Though she was still so weak, the Hag was wonderful. ‘Say Latin curses over him backwards,’ she advised Barbara as the Mad Monk groaned in pain. Or; ‘There’s some dried wormwood in the larder; try that on the Shuk’s tail.’
But though they never stopped for a minute, though Humphrey did everything to make himself useful, it seemed for a while as if most of the ghosts were too ill to recover. And then:
‘Oh, children!’ screamed the Hag, the tears absolutely rushing down her nose. ‘Oh look! Oh, Hamish. My husband! My Gliding Kilt!’
Rushing over, they saw a rusty sword begin to form itself very slowly and waveringly in the air. For a while, the sword just hung there patiently, waiting. Then slowly a wound appeared, gaping and bloody, and round it a torn shirt and some skin — and then with a relieved ‘whoosh’ the sword dropped down into the chest. The Gliding Kilt’s face came next, then his arms, and lastly his knee stumps peering out below the kilt like young asparagus tips pushing through the earth.
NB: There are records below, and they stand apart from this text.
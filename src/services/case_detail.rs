// src/services/case_detail.rs
//
// Montagem da tela de detalhes: movimentações, visão com nomes e anexos
// assinados, buscados em paralelo e com falhas independentes.

use futures::future::join_all;
use std::sync::Arc;

use crate::{
    common::{error::AppError, filename::case_prefix, format::format_brl},
    db::CaseStore,
    models::{
        case::{Case, CaseDetail, CaseDetailView, MovementDigest, SignedAttachment},
        movement::Movement,
    },
    storage::{BlobStore, LIST_LIMIT, SIGNED_URL_TTL_SECS},
};

/// Movimentação mais recente por data. Em empate vale a que aparece
/// primeiro na lista.
pub fn latest_movement(movements: &[MovementDigest]) -> Option<MovementDigest> {
    movements
        .iter()
        .fold(None::<&MovementDigest>, |best, m| match best {
            Some(b) if b.data_movimentacao >= m.data_movimentacao => Some(b),
            _ => Some(m),
        })
        .cloned()
}

#[derive(Clone)]
pub struct CaseDetailService {
    cases: Arc<dyn CaseStore>,
    blobs: Arc<dyn BlobStore>,
}

impl CaseDetailService {
    pub fn new(cases: Arc<dyn CaseStore>, blobs: Arc<dyn BlobStore>) -> Self {
        Self { cases, blobs }
    }

    pub async fn load_case_detail(&self, case: Option<Case>) -> CaseDetailView {
        let Some(case) = case else {
            return CaseDetailView::not_found();
        };

        let prefix = case_prefix(&case.numero);
        let (movements, overview, anexos) = tokio::join!(
            self.cases.list_movements(case.id),
            self.cases.fetch_overview(case.id),
            self.signed_attachments(&prefix),
        );

        let movimentacoes: Vec<Movement> = movements.unwrap_or_else(|e| {
            tracing::warn!(processo = case.id, "Falha ao buscar movimentações: {}", e);
            Vec::new()
        });

        let overview = overview.unwrap_or_else(|e| {
            tracing::warn!(processo = case.id, "Falha ao buscar dados do processo: {}", e);
            None
        });

        // A visão aninhada é a fonte da "última movimentação"; sem ela,
        // usa-se a lista carregada
        let digests: Vec<MovementDigest> = match &overview {
            Some(o) if !o.movimentacoes.is_empty() => o.movimentacoes.clone(),
            _ => movimentacoes
                .iter()
                .map(|m| MovementDigest {
                    data_movimentacao: m.data_movimentacao,
                    resumo: m.resumo.clone(),
                })
                .collect(),
        };
        let ultima_movimentacao = latest_movement(&digests);

        let anexos = anexos.unwrap_or_else(|e| {
            tracing::warn!(prefix = %prefix, "Falha ao listar anexos: {}", e);
            Vec::new()
        });

        let (cliente_nome, advogado_nome) = match overview {
            Some(o) => (o.cliente_nome, o.advogado_nome),
            None => (None, None),
        };

        CaseDetailView::Carregado {
            detalhe: Box::new(CaseDetail {
                valor_formatado: format_brl(case.valor_causa),
                processo: case,
                cliente_nome,
                advogado_nome,
                possui_movimentacoes: ultima_movimentacao.is_some(),
                ultima_movimentacao,
                movimentacoes,
                anexos,
            }),
        }
    }

    /// Lista os arquivos do processo e assina cada um. Arquivos cuja
    /// assinatura falha ficam de fora.
    async fn signed_attachments(&self, prefix: &str) -> Result<Vec<SignedAttachment>, AppError> {
        let entries = self.blobs.list(prefix, LIST_LIMIT).await?;

        let signing = entries
            .into_iter()
            // Marcadores de pasta vazia do storage
            .filter(|e| !e.name.starts_with('.'))
            .map(|entry| async move {
                let path = format!("{prefix}/{}", entry.name);
                match self.blobs.create_signed_url(&path, SIGNED_URL_TTL_SECS).await {
                    Ok(url) => Some(SignedAttachment { nome: entry.name, url }),
                    Err(e) => {
                        tracing::warn!(path = %path, "Falha ao gerar URL assinada: {}", e);
                        None
                    }
                }
            });

        Ok(join_all(signing).await.into_iter().flatten().collect())
    }
}

#[cfg(test)]
mod tests {
    use super::*;
    use crate::testing::{BlobCall, FakeBlobStore, MemoryStore};
    use chrono::NaiveDate;

    fn digest(y: i32, m: u32, d: u32, resumo: &str) -> MovementDigest {
        MovementDigest {
            data_movimentacao: NaiveDate::from_ymd_opt(y, m, d).unwrap(),
            resumo: resumo.into(),
        }
    }

    fn loaded(view: CaseDetailView) -> CaseDetail {
        match view {
            CaseDetailView::Carregado { detalhe } => *detalhe,
            other => panic!("esperava detalhes carregados, veio {other:?}"),
        }
    }

    #[test]
    fn latest_is_the_max_date_and_ties_keep_the_first() {
        let list = vec![
            digest(2024, 1, 5, "a"),
            digest(2024, 3, 1, "b"),
            digest(2024, 3, 1, "c"),
            digest(2023, 12, 31, "d"),
        ];
        assert_eq!(latest_movement(&list).unwrap().resumo, "b");
        assert_eq!(latest_movement(&[]), None);
    }

    #[tokio::test]
    async fn missing_context_makes_no_calls() {
        let store = Arc::new(MemoryStore::default());
        let blobs = Arc::new(FakeBlobStore::default());
        let service = CaseDetailService::new(store.clone(), blobs.clone());

        let view = service.load_case_detail(None).await;
        assert_eq!(view, CaseDetailView::not_found());
        assert_eq!(store.calls(), 0);
        assert!(blobs.calls().is_empty());
    }

    #[tokio::test]
    async fn zero_movements_is_not_an_error() {
        let store = Arc::new(MemoryStore::default());
        store.add_lawyer(7, "Ana");
        store.add_client(42, "Cliente 42", Some(7));
        let case = store.add_case(1, "0001/2024", 42, 7);
        let service = CaseDetailService::new(store, Arc::new(FakeBlobStore::default()));

        let detail = loaded(service.load_case_detail(Some(case)).await);
        assert!(detail.movimentacoes.is_empty());
        assert_eq!(detail.ultima_movimentacao, None);
        assert!(!detail.possui_movimentacoes);
        assert_eq!(detail.cliente_nome.as_deref(), Some("Cliente 42"));
        assert_eq!(detail.advogado_nome.as_deref(), Some("Ana"));
        assert_eq!(detail.valor_formatado, "R$ 1.234,56");
    }

    #[tokio::test]
    async fn signs_every_file_and_omits_failures() {
        let store = Arc::new(MemoryStore::default());
        let case = store.add_case(1, "0001/2024", 42, 7);
        store.add_movement(1, (2024, 2, 1), "Citação");
        store.add_movement(1, (2024, 4, 9), "Sentença");
        let blobs = Arc::new(FakeBlobStore {
            fail_sign_of: Some("b.pdf".into()),
            ..FakeBlobStore::with_objects(&[
                "processos/0001_2024/a.pdf",
                "processos/0001_2024/b.pdf",
                "processos/0001_2024/.emptyFolderPlaceholder",
                "processos/outro/c.pdf",
            ])
        });
        let service = CaseDetailService::new(store, blobs.clone());

        let detail = loaded(service.load_case_detail(Some(case)).await);
        assert_eq!(detail.anexos.len(), 1);
        assert_eq!(detail.anexos[0].nome, "a.pdf");
        assert_eq!(detail.ultima_movimentacao.unwrap().resumo, "Sentença");
        assert_eq!(detail.movimentacoes.len(), 2);

        let calls = blobs.calls();
        assert!(calls.contains(&BlobCall::List {
            prefix: "processos/0001_2024".into(),
            limit: 100
        }));
        assert!(calls.contains(&BlobCall::Sign {
            path: "processos/0001_2024/a.pdf".into(),
            ttl: 300
        }));
    }

    #[tokio::test]
    async fn each_branch_degrades_on_its_own() {
        let store = Arc::new(MemoryStore {
            fail_overview: true,
            ..Default::default()
        });
        let case = store.add_case(1, "0001/2024", 42, 7);
        store.add_movement(1, (2024, 5, 2), "Audiência");
        let blobs = Arc::new(FakeBlobStore {
            fail_list: true,
            ..Default::default()
        });
        let service = CaseDetailService::new(store, blobs);

        let detail = loaded(service.load_case_detail(Some(case)).await);
        assert!(detail.anexos.is_empty());
        assert_eq!(detail.cliente_nome, None);
        assert_eq!(detail.movimentacoes.len(), 1);
        assert_eq!(detail.ultima_movimentacao.unwrap().resumo, "Audiência");
    }

    #[tokio::test]
    async fn failed_movement_list_still_shows_the_latest_from_the_overview() {
        let store = Arc::new(MemoryStore {
            fail_movement_list: true,
            ..Default::default()
        });
        let case = store.add_case(1, "0001/2024", 42, 7);
        store.add_movement(1, (2024, 5, 2), "Audiência");
        let service = CaseDetailService::new(store, Arc::new(FakeBlobStore::default()));

        let detail = loaded(service.load_case_detail(Some(case)).await);
        assert!(detail.movimentacoes.is_empty());
        assert!(detail.possui_movimentacoes);
    }
}
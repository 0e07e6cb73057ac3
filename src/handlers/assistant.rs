// src/handlers/assistant.rs

use axum::{extract::State, Json};
use validator::Validate;

use crate::{
    common::error::AppError,
    config::AppState,
    models::assistant::{AskPayload, AskResponse},
};

// POST /api/assistente
#[utoipa::path(
    post,
    path = "/api/assistente",
    tag = "Assistente",
    request_body = AskPayload,
    responses(
        (status = 200, description = "Resposta do assistente", body = AskResponse),
        (status = 400, description = "Mensagem vazia (VALIDATION_ERROR)"),
        (status = 502, description = "Assistente indisponível (ASSISTANT_FAILED)")
    ),
    security(("api_jwt" = []))
)]
pub async fn ask(
    State(app_state): State<AppState>,
    Json(payload): Json<AskPayload>,
) -> Result<Json<AskResponse>, AppError> {
    payload.validate()?;

    let resposta = app_state.assistant_service.ask(&payload.mensagem).await?;
    Ok(Json(AskResponse { resposta }))
}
‘Hamish! Oh, Hamish,’ said the Hag, and as she took him in her arms the room filled suddenly and gloriously with the smell of mouldering pig’s intestine.
It must have been a sort of magic time limit when the effect of the exorcism began to wear off because Peter jumped up as the skull he was holding began to scream softly. One tail reappeared on the Shuk’s back, then two, then three….
‘Oh look!’ said Humphrey. ‘Winifred’s bowl’s back! Winnie! Winnie, your bowl!’
A Colourless Lady turned blue, another showed patches of green. The Grey Lady got up and began at once to totter about looking for her teeth.
‘Head?’ said Aunt Hortensia’s stump, and when they brought her head to her they saw that it was almost back to its old, disgusting, white-haired nothingness.
This happy scene was suddenly and terribly interrupted by a shriek of anguish as Sucking Susie, followed by the four vampire boys, came flapping into the room.
‘My Baby, my Rose,’ howled Susie, quite beside herself. ‘She’s dead, she’s dead, she’s DEAD!’